Do 'Tigrinho' à Gucci: O rastro do dinheiro do esquema de MC Ryan SP
O esquema financeiro que envolve o funkeiro MC Ryan SP revela um fluxo de capital que começa em plataformas de apostas ilegais e termina em bens de luxo. Investigadores apontam que sites como o popular “Jogo do Tigrinho” atuaram como porta de entrada para o dinheiro, que posteriormente era movimentado por meio de contas de laranjas e empresas de fachada. O caminho traçado pelas autoridades sugere uma operação estruturada para lavar recursos, convertendo ganhos de origem duvidosa em patrimônio visível e de alto valor.
O caso ganhou corpo após a Polícia Civil do Rio de Janeiro deflagrar a Operação Disparada, que investiga uma organização criminosa suspeita de lavagem de dinheiro e gestão fraudulenta de instituição financeira. As investigações indicam que o grupo, do qual MC Ryan seria integrante, utilizava uma rede complexa para ocultar a origem dos valores. O dinheiro proveniente das apostas online era direcionado a contas controladas por terceiros, antes de ser aplicado na aquisição de carros de luxo, joias e itens de grife, como produtos da marca Gucci.

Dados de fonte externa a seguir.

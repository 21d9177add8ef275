//! Name-keyed cache of parsed agents.
//!
//! There is no implicit invalidation: entries stay until evicted or cleared.

use super::loader::ParsedAgent;
use parking_lot::RwLock;
use std::collections::HashMap;
use std::sync::Arc;

#[derive(Default)]
pub struct AgentCache {
    entries: RwLock<HashMap<String, Arc<ParsedAgent>>>,
}

impl AgentCache {
    pub fn new() -> Self {
        Self::default()
    }

    pub fn get(&self, name: &str) -> Option<Arc<ParsedAgent>> {
        self.entries.read().get(name).cloned()
    }

    /// Insert, replacing any previous entry for the name.
    pub fn put(&self, name: &str, agent: Arc<ParsedAgent>) {
        self.entries.write().insert(name.to_string(), agent);
    }

    pub fn evict(&self, name: &str) -> Option<Arc<ParsedAgent>> {
        self.entries.write().remove(name)
    }

    /// Remove every entry, returning how many were dropped.
    pub fn clear(&self) -> usize {
        let mut entries = self.entries.write();
        let count = entries.len();
        entries.clear();
        count
    }

    pub fn contains(&self, name: &str) -> bool {
        self.entries.read().contains_key(name)
    }

    pub fn len(&self) -> usize {
        self.entries.read().len()
    }

    pub fn is_empty(&self) -> bool {
        self.len() == 0
    }

    /// Cached names, sorted.
    pub fn names(&self) -> Vec<String> {
        let mut names: Vec<String> = self.entries.read().keys().cloned().collect();
        names.sort();
        names
    }
}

A operação coloca sob forte pressão não apenas o artista, mas todo o ecossistema por trás dessas plataformas de jogos de azar não regulamentadas. O esquema expõe a vulnerabilidade do sistema financeiro a operações de lavagem que se aproveitam da informalidade e do rápido crescimento do setor de apostas online no Brasil. As investigações continuam para mapear a extensão total da rede e identificar todos os envolvidos na movimentação dos recursos, sinalizando um possível aumento no escrutínio regulatório sobre o segmento.